ERK1/2 knockdown suppresses PEDV infection. Vero cells were transfected with 100 nM ERK-specific siRNA or control siRNA using Lipofectamine 2000 followed by PEDV infection at 24 h post transfection. (A) At 24 hpi, cellular lysates were prepared and subjected to immunoblotting using an antibody against the ERK protein. The blot was also reacted with anti-β-actin antibody to verify equal protein leading. ERK protein expression was quantitatively analyzed by densitometry and presented in terms of the relative density value to the β-actin gene, and fold changes in the total ERK:β-actin ratio are plotted. (B) PEDV-specific CPEs were observed daily and were photographed at 24 hpi using an inverted microscope at a magnification of 200× (first panels).
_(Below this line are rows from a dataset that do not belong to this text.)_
//! Distance matrices and neighbour rankings.
//!
//! All search operators share one read-only matrix (depot at location 0)
//! and one neighbour table built per run.

mod matrix;
mod neighbors;

pub use matrix::DistanceMatrix;
pub use neighbors::NeighborTable;
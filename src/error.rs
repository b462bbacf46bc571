//! Error types surfaced to callers of the planner.
//!
//! Route infeasibility found while scoring candidates is not an error: it is
//! absorbed into the fitness as [`INFEASIBLE_FITNESS`](crate::evaluation::INFEASIBLE_FITNESS).
//! Only precondition and configuration failures reach the caller.

use thiserror::Error;

/// Errors produced while configuring or running the planner.
#[derive(Debug, Clone, PartialEq, Error)]
pub enum Error {
    /// Fewer recharge requests than the configured trigger threshold.
    ///
    /// This is a "nothing to do" signal rather than a failure; see
    /// [`Error::is_skip`].
    #[error("only {requests} recharge requests, at least {required} required to plan")]
    InsufficientDemand {
        /// Number of targets that requested a recharge.
        requests: usize,
        /// Configured minimum.
        required: usize,
    },

    /// A single target cannot be served even by a freshly dispatched vehicle.
    #[error("target {id} needs {required:.3} Wh but a fresh vehicle only has {available:.3} Wh")]
    InfeasibleTarget {
        /// Identifier of the unreachable target.
        id: usize,
        /// Energy required for the out-and-back visit, including the reserve.
        required: f64,
        /// Budget of a fresh vehicle.
        available: f64,
    },

    /// A solution no longer partitions the target set.
    #[error("partition invariant violated: {0}")]
    DataInconsistency(String),

    /// Configuration values outside their valid range.
    #[error("invalid configuration: {0}")]
    InvalidConfig(String),

    /// Malformed input data (duplicate ids, overlapping sensors, ...).
    #[error("invalid input: {0}")]
    InvalidInput(String),
}

impl Error {
    /// Returns `true` when the error only signals that planning was skipped.
    pub fn is_skip(&self) -> bool {
        matches!(self, Error::InsufficientDemand { .. })
    }
}

/// Result alias used throughout the crate.
pub type Result<T> = std::result::Result<T, Error>;
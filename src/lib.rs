//! Install Alpine package bodies onto a pluggable filesystem.
//!
//! A package body is a gzip-compressed tar stream. This crate walks it once,
//! installs each entry of the data section through a [`fs::PackageFs`]
//! capability, and returns an ordered manifest in which every regular file
//! carries its `Q1` SHA-1 checksum, the form `apk-tools` records in its
//! installed database.
//!
//! # Modules
//!
//! - [`checksum`] - `Q1` checksums and the checksumming file writer
//! - [`config`] - Installer options loaded from TOML
//! - [`entry`] - Archive entries and the installation manifest
//! - [`error`] - Installation error taxonomy
//! - [`fs`] - Filesystem capability trait with real and in-memory backends
//! - [`gate`] - APKv1.0 data-section detection
//! - [`policy`] - Per-entry installation decisions
//! - [`walker`] - Archive walking and the [`walker::Installer`] entry point

pub mod checksum;
pub mod config;
pub mod entry;
pub mod error;
pub mod fs;
pub mod gate;
pub mod policy;
#[cfg(any(test, feature = "test-support"))]
pub mod test_utils;
pub mod walker;

pub use checksum::Checksum;
pub use config::InstallOptions;
pub use entry::{ArchiveEntry, EntryKind, InstallManifest, InstalledEntry};
pub use error::{InstallError, Result};
pub use fs::PackageFs;
pub use walker::{Installer, install_package};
For immunostaining, infected cells were fixed at 24 hpi and stained with anti-PEDV N antibody followed by Alexa green-conjugated goat anti-mouse secondary antibody (second panels). The cells were then counterstained with DAPI (third panels) and examined using a fluorescent microscope at 200× magnification. Viral production was assessed exactly as described in the legend of Fig. 4B. (C) The virus supernatants were collected at 24 hpi and viral titers were determined. Values shown are representative of the mean of three independent experiments and error bars represent standard deviations. †, P<0.001.